Author : Camilla Alexandra Hrdy
Publisher :
ISBN 13 :
Total Pages : 50 pages
Book Rating : 4.:/5 (13 download)
Book Synopsis Innovation Or Jobs? An Inconvenient Truth About Public Financing for 'Innovation' by : Camilla Alexandra Hrdy
Download or read book Innovation Or Jobs? An Inconvenient Truth About Public Financing for 'Innovation' written by Camilla Alexandra Hrdy and published by . This book was released on 2020 with total page 50 pages. Available in PDF, EPUB and Kindle.
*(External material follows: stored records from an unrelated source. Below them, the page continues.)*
pub mod image;
pub mod rest;
pub mod types;

use crate::feed::FetchError;
use std::collections::BTreeMap;
use thiserror::Error;

pub use rest::FacegramRest;

#[derive(Debug, Error)]
pub enum ApiError {
    #[error("request failed: {0}")]
    Network(#[source] reqwest::Error),
    #[error("server returned {status}: {message}")]
    Server { status: u16, message: String },
    /// 422 with per-field messages.
    #[error("validation failed: {message}")]
    Validation {
        message: String,
        errors: BTreeMap<String, Vec<String>>,
    },
    /// The request could not be built; nothing was sent.
    #[error("invalid request: {0}")]
    InvalidRequest(String),
    #[error("malformed response ({status}): {source}")]
    Decode {
        status: u16,
        #[source]
        source: serde_json::Error,
    },
}

impl ApiError {
    pub fn status(&self) -> Option<u16> {
        match self {
            ApiError::Network(e) => e.status().map(|s| s.as_u16()),
            ApiError::Server { status, .. } | ApiError::Decode { status, .. } => Some(*status),
            ApiError::Validation { .. } => Some(422),
            ApiError::InvalidRequest(_) => None,
        }
    }

    /// Text suitable for showing to the user. Validation errors list every
    /// field message on its own line.
    pub fn user_message(&self) -> String {
        match self {
            ApiError::Validation { message, errors } => {
                let lines: Vec<&str> = errors.values().flatten().map(String::as_str).collect();
                if lines.is_empty() {
                    message.clone()
                } else {
                    lines.join("\n")
                }
            }
            ApiError::Server { message, .. } | ApiError::InvalidRequest(message) => message.clone(),
            ApiError::Network(_) => "Could not reach the server. Please try again.".to_string(),
            ApiError::Decode { .. } => "The server sent an unexpected response.".to_string(),
        }
    }
}

impl From<ApiError> for FetchError {
    fn from(err: ApiError) -> Self {
        match err {
            ApiError::Network(e) => FetchError::Network(e.to_string()),
            ApiError::Server { status, message } => FetchError::Server { status, message },
            ApiError::Validation { message, .. } => FetchError::Server {
                status: 422,
                message,
            },
            ApiError::InvalidRequest(message) => FetchError::Server {
                status: 400,
                message,
            },
            ApiError::Decode { status, source } => FetchError::Server {
                status,
                message: format!("malformed response: {}", source),
            },
        }
    }
}
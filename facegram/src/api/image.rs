use anyhow::{Context, Result};
use base64::Engine as _;

/// Decoded image attachment.
#[derive(Debug, Clone, PartialEq, Eq)]
pub struct ImageData {
    pub mime: String,
    pub bytes: Vec<u8>,
}

impl ImageData {
    pub fn size_label(&self) -> String {
        let len = self.bytes.len();
        if len >= 1024 * 1024 {
            format!("{:.1} MB", len as f64 / (1024.0 * 1024.0))
        } else if len >= 1024 {
            format!("{:.1} KB", len as f64 / 1024.0)
        } else {
            format!("{} B", len)
        }
    }
}

/// Decode `data:<mime>;base64,<payload>`. A bare base64 payload is accepted
/// and reported as `application/octet-stream`.
pub fn decode_data_url(raw: &str) -> Result<ImageData> {
    let raw = raw.trim();
    let (mime, payload) = match raw.strip_prefix("data:") {
        Some(rest) => {
            let (meta, payload) = rest
                .split_once(',')
                .context("data URL has no payload separator")?;
            let mime = meta
                .strip_suffix(";base64")
                .with_context(|| format!("data URL is not base64 encoded: {}", meta))?;
            (mime.to_string(), payload)
        }
        None => ("application/octet-stream".to_string(), raw),
    };

    let bytes = base64::engine::general_purpose::STANDARD
        .decode(payload)
        .context("failed to decode image base64")?;
    Ok(ImageData { mime, bytes })
}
Book excerpt: Public finance -- whether in the form of grants, subsidies, or tax credits -- is increasingly being cast as the panacea to either a world of IP and all its foibles, or a world in which innovators have insufficient incentives to undertake risky research. The idea is that, rather than supporting innovation through the gifting of exclusive rights like patents, government can use taxpayer dollars to support research and development activities directly. This article casts doubt on the notion that public finance can ever provide a suitable alternative for incentivizing innovation. It makes this point by examining financial subsidies currently offered by U.S. state governments. Each year, state governments across the U.S. purport to award billions of dollars in public financing for “innovation.” But it turns out these so-called innovation incentives typically have little to do with encouraging novelty or inventiveness. They are in reality designed to promote politically attractive goals: principally, the goal of job creation. This article identifies the phenomenon -- essentially, jobs programs dressed up as innovation incentives -- and reveals why it could be highly problematic for innovation policy. By diverting investment towards subject matter that is labor- intensive, these incentives may end up encouraging developments that are the opposite of “innovative,” in the ordinary sense of the word. Those who support relying more heavily on public finance as an innovation policy tool need to confront the reality that, when taxpayer money is on the line, political goals may well trump the desire to reward truly innovative endeavors.